These days, it’s hard to imagine communication media without using audio and video content. Moreover, all significant events are broadcast in live mode for a wide audience all over the world. Since this audience is constantly growing, it’s really important for content providers to be aware of the quality of their media stream delivery and know the breaking point of their streaming services. To make sure a streaming service can handle an expected audience, it’s a good idea to simulate a number of users accessing the media stream.

Load Testing Approaches

There are multiple ways that audio or video content can be delivered. Users can stream media in a web browser using any number of online media streaming services, such as YouTube or Netflix. On the other hand, media streams can be accessed via static URLs in a browser or in the media players that support network connection and external links, for example, the VLC media player. Therefore, the right load testing approach should be chosen to set up a load test correctly. In this article, we will focus on two main approaches for testing audio and video streaming service performance and scalability using LoadView:

  • Streaming media load testing using an actual media resource path.
  • Real browser-based load testing.

Load Testing of Static, Link-based Streaming Media

Access to a stream source can be provided by a static RTP link to the media file. For example, the media source can be linked directly from the HTML, similar to the images on a web page. Generally, one can play a static stream in any browser that supports the corresponding codecs, or by a compatible online or desktop media player, such as Windows Media Player or VLC.
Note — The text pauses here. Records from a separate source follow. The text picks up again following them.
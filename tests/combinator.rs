use deferred::{All, Deferred, Error, all};

#[test]
fn first_rejection_wins() {
    let joined = all([
        Deferred::Resolved(1),
        Deferred::Rejected(Error::msg("E1")),
        Deferred::Pending,
        Deferred::Rejected(Error::msg("E2")),
    ]);
    assert_eq!(
        joined,
        Deferred::Rejected(Error::msg("E1")),
        "Leftmost rejection should be reported"
    );
}

#[test]
fn rejection_beats_earlier_pending() {
    let joined = all([Deferred::<u8>::Pending, Deferred::Rejected(Error::msg("late"))]);
    assert_eq!(joined.error().map(Error::message), Some("late"));

    let joined = (Deferred::<u8>::Pending, Deferred::<&str>::Rejected(Error::msg("late"))).all();
    assert_eq!(joined.error().map(Error::message), Some("late"));
}

#[test]
fn pending_beats_resolved() {
    let joined = all([Deferred::Resolved(1), Deferred::Pending, Deferred::Resolved(3)]);
    assert_eq!(joined, Deferred::Pending);
}

#[test]
fn all_resolved_keeps_positions() {
    let joined = all([Deferred::Resolved(3), Deferred::Resolved(1), Deferred::Resolved(2)]);
    assert_eq!(joined, Deferred::Resolved(vec![3, 1, 2]));

    let joined = (Deferred::Resolved(1), Deferred::Resolved("a")).all();
    assert_eq!(joined, Deferred::Resolved((1, "a")));
}

#[test]
fn empty_and_single_inputs() {
    assert_eq!(all(Vec::<Deferred<u8>>::new()), Deferred::Resolved(vec![]));
    assert_eq!(().all(), Deferred::Resolved(()));

    assert_eq!(all([Deferred::Resolved(5)]), Deferred::Resolved(vec![5]));
    assert_eq!((Deferred::Resolved(5),).all(), Deferred::Resolved((5,)));
    assert_eq!((Deferred::<u8>::Pending,).all(), Deferred::Pending);
}

#[test]
fn wide_tuple() {
    let joined = (
        Deferred::Resolved(1u8),
        Deferred::Resolved(2u16),
        Deferred::Resolved(3u32),
        Deferred::Resolved(4u64),
        Deferred::Resolved('5'),
        Deferred::Resolved("6"),
        Deferred::Resolved(7i8),
        Deferred::Resolved(8i16),
        Deferred::Resolved(9i32),
        Deferred::Resolved(10i64),
        Deferred::Resolved(11usize),
        Deferred::<bool>::Pending,
    )
        .all();
    assert!(joined.is_pending(), "Last pending input should hold the join");
}
//! Joins several [`Deferred`] values into one.
//!
//! The precedence is fixed: any rejection wins over anything pending, and
//! anything pending wins over resolved values. When more than one input is
//! rejected, the leftmost error is reported. An empty input resolves to an empty
//! collection.
use crate::Deferred;

/// Joins a homogeneous list of states into a state of all their values.
///
/// # Example
/// ```
/// # use deferred::{all, Deferred, Error};
/// #
/// let joined = all([Deferred::Resolved(1), Deferred::Pending, Deferred::Resolved(3)]);
/// assert!(joined.is_pending());
///
/// let joined = all([
///     Deferred::Resolved(1),
///     Deferred::Rejected(Error::msg("first")),
///     Deferred::Pending,
///     Deferred::Rejected(Error::msg("second")),
/// ]);
/// assert_eq!(joined.error().map(Error::message), Some("first"));
///
/// assert_eq!(all(Vec::<Deferred<u8>>::new()), Deferred::Resolved(vec![]));
/// ```
pub fn all<T>(states: impl IntoIterator<Item = Deferred<T>>) -> Deferred<Vec<T>> {
    let mut values = Vec::new();
    let mut pending = false;

    for state in states {
        match state {
            Deferred::Rejected(error) => return Deferred::Rejected(error),
            Deferred::Pending => pending = true,
            Deferred::Resolved(value) if !pending => values.push(value),
            // Values after a pending input can no longer be returned.
            Deferred::Resolved(_) => {}
        }
    }

    if pending {
        Deferred::Pending
    } else {
        Deferred::Resolved(values)
    }
}

/// Joins a tuple of states of possibly different types.
///
/// Implemented for `()` and for tuples of up to twelve [`Deferred`] values.
///
/// # Example
/// ```
/// # use deferred::{All, Deferred};
/// #
/// let joined = (Deferred::Resolved(1), Deferred::Resolved("a")).all();
/// assert_eq!(joined, Deferred::Resolved((1, "a")));
/// ```
pub trait All {
    /// The tuple of resolved values.
    type Output;

    /// Joins the states with reject > pending > resolved precedence.
    fn all(self) -> Deferred<Self::Output>;
}

impl All for () {
    type Output = ();

    fn all(self) -> Deferred<()> {
        Deferred::Resolved(())
    }
}

macro_rules! impl_all_for_tuple {
    ($($T:ident),+) => {
        impl<$($T),+> All for ($(Deferred<$T>,)+) {
            type Output = ($($T,)+);

            #[allow(non_snake_case)]
            fn all(self) -> Deferred<Self::Output> {
                let ($($T,)+) = self;
                $(
                    if let Deferred::Rejected(error) = $T {
                        return Deferred::Rejected(error);
                    }
                )+
                match ($($T,)+) {
                    ($(Deferred::Resolved($T),)+) => Deferred::Resolved(($($T,)+)),
                    _ => Deferred::Pending,
                }
            }
        }
    };
}

impl_all_for_tuple!(A);
impl_all_for_tuple!(A, B);
impl_all_for_tuple!(A, B, C);
impl_all_for_tuple!(A, B, C, D);
impl_all_for_tuple!(A, B, C, D, E);
impl_all_for_tuple!(A, B, C, D, E, F);
impl_all_for_tuple!(A, B, C, D, E, F, G);
impl_all_for_tuple!(A, B, C, D, E, F, G, H);
impl_all_for_tuple!(A, B, C, D, E, F, G, H, I);
impl_all_for_tuple!(A, B, C, D, E, F, G, H, I, J);
impl_all_for_tuple!(A, B, C, D, E, F, G, H, I, J, K);
impl_all_for_tuple!(A, B, C, D, E, F, G, H, I, J, K, L);
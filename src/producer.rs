//! Defines `Producer`, the zero-argument computation a [`Controller`] runs.
//!
//! A producer is compared by identity, not by what it computes: clones of the
//! same producer are equal, two producers built from identical closures are not.
//! Handing a [`Controller`] a different producer is what makes it run again.
//!
//! [`Controller`]: crate::Controller
use std::{fmt, sync::Arc};

use futures::{FutureExt, TryFutureExt, future::BoxFuture};

use crate::Error;

type ProduceFn<T> = dyn Fn() -> BoxFuture<'static, Result<T, Error>> + Send + Sync;

/// A shareable handle to a function producing a `T` or an [`Error`].
pub struct Producer<T> {
    produce: Arc<ProduceFn<T>>,
}

impl<T: Send + 'static> Producer<T> {
    /// Creates a producer from an asynchronous function.
    ///
    /// Any error type convertible into [`Error`] may be returned.
    ///
    /// # Example
    /// ```
    /// # use deferred::Producer;
    /// #
    /// let producer = Producer::new(|| async { Ok::<_, std::io::Error>(42) });
    /// assert_eq!(producer, producer.clone());
    /// ```
    pub fn new<F, Fut, E>(produce: F) -> Self
    where
        F: Fn() -> Fut + Send + Sync + 'static,
        Fut: Future<Output = Result<T, E>> + Send + 'static,
        E: Into<Error> + 'static,
    {
        Self {
            produce: Arc::new(move || produce().map_err(Into::<Error>::into).boxed()),
        }
    }

    /// Creates a producer from a synchronous function.
    ///
    /// The function runs on the controller's spawner, not on the caller's
    /// thread.
    pub fn from_fn<F, E>(produce: F) -> Self
    where
        F: Fn() -> Result<T, E> + Send + Sync + 'static,
        E: Into<Error> + 'static,
    {
        Self {
            produce: Arc::new(move || {
                futures::future::ready(produce().map_err(Into::<Error>::into)).boxed()
            }),
        }
    }
}

impl<T> Producer<T> {
    /// Starts one run of the producer.
    pub(crate) fn produce(&self) -> BoxFuture<'static, Result<T, Error>> {
        (self.produce)()
    }
}

impl<T> Clone for Producer<T> {
    fn clone(&self) -> Self {
        Self {
            produce: Arc::clone(&self.produce),
        }
    }
}

impl<T> PartialEq for Producer<T> {
    fn eq(&self, other: &Self) -> bool {
        Arc::ptr_eq(&self.produce, &other.produce)
    }
}

impl<T> Eq for Producer<T> {}

impl<T> fmt::Debug for Producer<T> {
    fn fmt(&self, f: &mut fmt::Formatter<'_>) -> fmt::Result {
        f.debug_struct("Producer")
            .field("id", &Arc::as_ptr(&self.produce).cast::<()>())
            .finish()
    }
}
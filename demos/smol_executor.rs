use std::{sync::Arc, time::Duration};

use deferred::{Controller, Error, Producer};
use futures::task::{FutureObj, Spawn, SpawnError};
use futures_lite::StreamExt;
use macro_rules_attribute::apply;
use smol::Timer;
use smol_macros::{Executor, main};

struct SmolSpawner(Arc<smol::Executor<'static>>);

impl Spawn for SmolSpawner {
    fn spawn_obj(&self, future: FutureObj<'static, ()>) -> Result<(), SpawnError> {
        self.0.spawn(future).detach();
        Ok(())
    }
}

#[apply(main!)]
async fn main(ex: Arc<Executor<'static>>) {
    let producer = Producer::new(|| async {
        Timer::after(Duration::from_millis(200)).await;
        Ok::<_, Error>("fetched")
    });

    let controller = Controller::builder(producer)
        .spawner(SmolSpawner(ex))
        .name("smol")
        .build();

    let mut changes = controller.changes();
    controller.reload(true);
    while let Some(state) = changes.next().await {
        println!("State changed: {state:?}");
        if state.is_resolved() {
            break;
        }
    }
}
Example of static RTP links:,640x360_400,640x360_700,640x360_1000,950x540_1500,.f4v.csmil/master.m3u8

If you have a static RTP link to the media source file or playlist, it is recommended to set up a Streaming Media load test. LoadView will hit the static URL with a number of concurrent users trying to download the first 30 seconds of the stream. If the source server is unavailable, or the system failed to download the stream playback, an error will be generated.

Note that in some cases, a stream RTP link can be generated randomly by the server for each new streaming session and can’t be used as a static stream URL in load testing. In this case, select a real browser-based load testing strategy.

Real Browser-based Load Testing

Sometimes, a media file URL is not publicly available. For example, a media stream application can require authentication to play the stream. Since the stream URL is available for only logged in users, it will be refreshed every time when the authentication token expires. In terms of load testing, it means that you need to provide the user credentials to access the media stream file on each load test session.

At the same time, many media content providers use plugins or embedded native video players (e.g., proprietary YouTube player) to stream audio and video content. In this case, the link to the streaming source is not available directly from the page HTML.

In the cases when a static RTP link to a media source is not available, opt for web application UI testing in a real browser. For these purposes, LoadView provides the EveryStep Web Recorder to capture the video of media streaming in the browser window.

To create the load test, select the Web Applications load testing type and record the script:

  1. In the Everystep Web Recorder, navigate to the web page that contains a streaming media and select the play button to start streaming.
  2. Stop recording and click OK in the pop-up to skip playing the script.
  3. Go to the Script Code section in the Everystep Web Recorder, and right-click the last script line.
  4. From the inline menu, select Delay and set up the delay in the end of the script. The system will wait for the streaming playback during the specified time duration on a test run.
  5. Save the script and proceed with the load test scenario configuration.

To specify a the appropriate delay value, take into account the ramp-up rate of the number of concurrent users and the type of streaming. For example, in the case of testing a live stream, users tend to stream considerably longer than playing saved content. In general, the delay must be long enough to simulate concurrent streaming.

Once the load test has started, browse and review the media stream page. This approach allows you to catch any quality losses in audio or video under applied load as they appear for real users in real-time.